A row of editing options including File, Edit, Insert, View, Format, Table and Tools will be added to the native Post/Page editor, making it easier to add HTML elements from the Visual editor.
For example, you might want to add some fixed width tables without having to code them manually. I don’t know why you’d WANT to add HTML tables to a webpage, since we now live in an age of fluid, responsive containers and tables will look ugly and overflow. I’m just saying it can be done.
What this plugin offers is a series of useful formating shortcuts. For example, instead of leaving the Visual editor and accessing the Text editor to add HTML attributes/tags, you can instead click Tools > Source Code and get a pop up box displaying your code.

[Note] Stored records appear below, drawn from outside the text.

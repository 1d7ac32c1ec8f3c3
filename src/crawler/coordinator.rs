//! Crawler coordinator - main crawl orchestration logic
//!
//! This module wires the crawl together:
//! - Resolving the sitemap into seed URLs
//! - Seeding the frontier
//! - Deduplicating and dispatching frontier tasks to the worker pool
//! - Stopping on an external signal or when the frontier is drained

use crate::config::CrawlOptions;
use crate::crawler::fetcher::Fetcher;
use crate::crawler::frontier::Frontier;
use crate::crawler::pool::{PoolStopped, WorkerPool};
use crate::crawler::task::CrawlJob;
use crate::output::StatsSink;
use crate::sitemap::SitemapResolver;
use crate::CrawlerError;
use chrono::{DateTime, Utc};
use std::sync::Arc;
use std::time::{Duration, Instant};
use tokio_util::sync::CancellationToken;
use url::Url;

/// How often dispatch progress is logged
const PROGRESS_INTERVAL: usize = 100;

/// What a crawl run did
#[derive(Debug, Clone)]
pub struct CrawlReport {
    /// Sitemap the run was seeded from
    pub sitemap_url: Url,

    /// When the run started
    pub started_at: DateTime<Utc>,

    /// Total run time, sitemap resolution included
    pub elapsed: Duration,

    /// Tasks enqueued from the sitemap
    pub seeded: usize,

    /// Tasks handed to the worker pool
    pub dispatched: usize,

    /// Tasks skipped because their URL had already been seen
    pub duplicates_skipped: usize,

    /// Tasks dropped because the pool was stopping
    pub discarded: usize,

    /// Whether the run ended on the stop signal rather than a drained frontier
    pub stopped_early: bool,
}

/// Main crawler coordinator structure
pub struct Coordinator {
    options: CrawlOptions,
    fetcher: Arc<dyn Fetcher>,
    sink: Arc<dyn StatsSink>,
    stop: CancellationToken,
}

impl Coordinator {
    /// Creates a new coordinator instance
    ///
    /// # Arguments
    ///
    /// * `options` - Worker count, capacities and timeout
    /// * `fetcher` - Performs every fetch, sitemaps included
    /// * `sink` - Receives one result per fetched page
    pub fn new(options: CrawlOptions, fetcher: Arc<dyn Fetcher>, sink: Arc<dyn StatsSink>) -> Self {
        Self {
            options,
            fetcher,
            sink,
            stop: CancellationToken::new(),
        }
    }

    /// Uses `stop` as the external stop signal
    pub fn with_stop_signal(mut self, stop: CancellationToken) -> Self {
        self.stop = stop;
        self
    }

    /// Returns the token that stops a running crawl when cancelled
    pub fn stop_signal(&self) -> CancellationToken {
        self.stop.clone()
    }

    /// Crawls every page reachable from `sitemap_url`
    ///
    /// Runs until the frontier is drained or the stop signal fires. In both cases
    /// the worker pool is stopped, in-flight fetches finish, and the frontier is
    /// closed only after the last worker has exited.
    ///
    /// # Returns
    ///
    /// * `Ok(CrawlReport)` - The crawl ran to the end or was stopped
    /// * `Err(CrawlerError)` - The sitemap could not be resolved
    pub async fn run(&self, sitemap_url: &Url) -> Result<CrawlReport, CrawlerError> {
        let started_at = Utc::now();
        let timer = Instant::now();

        tracing::info!("Resolving sitemap {}", sitemap_url);
        let seeds = SitemapResolver::new(self.fetcher.clone())
            .resolve(sitemap_url)
            .await?;

        tracing::info!(
            "Starting crawl of {} seed URLs with {} workers",
            seeds.len(),
            self.options.concurrency
        );

        // A child token lets a drained frontier stop the pool without
        // cancelling the caller's token.
        let stop = self.stop.child_token();
        let frontier = Arc::new(Frontier::new(self.options.frontier_capacity));
        let seeding = frontier.seed(seeds, sitemap_url.clone());
        let (pool, mut completion) = WorkerPool::start(
            self.options.concurrency,
            self.options.pool_queue_capacity,
            stop.clone(),
        );
        tracing::debug!("Worker pool started with {} workers", pool.size());

        let mut dispatched = 0;
        let mut duplicates_skipped = 0;
        let mut discarded = 0;
        let mut drained = false;

        loop {
            tokio::select! {
                _ = &mut completion => {
                    frontier.close();
                    break;
                }
                _ = frontier.drained(), if !stop.is_cancelled() => {
                    tracing::info!("Frontier drained after {} pages, stopping workers", dispatched);
                    drained = true;
                    stop.cancel();
                }
                next = frontier.next() => {
                    let Some(task) = next else {
                        break;
                    };

                    if stop.is_cancelled() {
                        discarded += 1;
                        frontier.task_done();
                        continue;
                    }

                    if !frontier.mark_seen(task.target_url()) {
                        tracing::trace!("Skipping already seen {}", task.target_url());
                        duplicates_skipped += 1;
                        frontier.task_done();
                        continue;
                    }

                    let job = CrawlJob::new(
                        task,
                        self.fetcher.clone(),
                        frontier.clone(),
                        self.sink.clone(),
                    );

                    match pool.submit(job).await {
                        Ok(()) => {
                            dispatched += 1;
                            if dispatched % PROGRESS_INTERVAL == 0 {
                                tracing::info!(
                                    "Progress: {} dispatched, {} queued, {} seen",
                                    dispatched,
                                    frontier.len(),
                                    frontier.seen_count()
                                );
                            }
                        }
                        Err(PoolStopped(job)) => {
                            tracing::trace!("Pool stopped, discarding {}", job.task().target_url());
                            discarded += 1;
                            frontier.task_done();
                        }
                    }
                }
            }
        }

        drop(pool);

        let seeded = match seeding.await {
            Ok(seeded) => seeded,
            Err(e) => {
                tracing::warn!("Seeding task failed: {}", e);
                0
            }
        };

        let report = CrawlReport {
            sitemap_url: sitemap_url.clone(),
            started_at,
            elapsed: timer.elapsed(),
            seeded,
            dispatched,
            duplicates_skipped,
            discarded,
            stopped_early: !drained,
        };

        tracing::info!(
            "Crawl {}: {} pages dispatched, {} duplicates skipped in {:.2}s",
            if report.stopped_early { "stopped" } else { "complete" },
            report.dispatched,
            report.duplicates_skipped,
            report.elapsed.as_secs_f64()
        );

        Ok(report)
    }
}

I can then add things like rel=”nofollow” HTML attributes quickly and easily.
If you’re interested to see how the editing tools function, visit the TinyMCE basic example page for a live demo.
Stops WordPress Stripping HTML
I added this plugin to my site after I began experiencing issues with the WordPress TinyMCE editor stripping out HTML code.
It’s a well known problem and a source of frustration. If you’ve built a WordPress for a non techy client, you just can’t have these problems.
For instance, you write a new page/post but your formatting rules are wiped out when you switch between the Visual editor and Text editor.
After trial and error with functions.php I threw in the towel and installed the plugin.
Turns out there’s a handy set of options accessible by going to Settings > TinyMCE Advanced in your WordPress dashboard.
Just check the box titled “Stop removing the
tags when saving them and show them in the Text editor”.
For more information about TinyMCE Advanced, visit the author plugin page: https://wordpress.org/plugins/tinymce-advanced/
As with all WordPress plugins, keep your eye on it and make sure it is always up to date.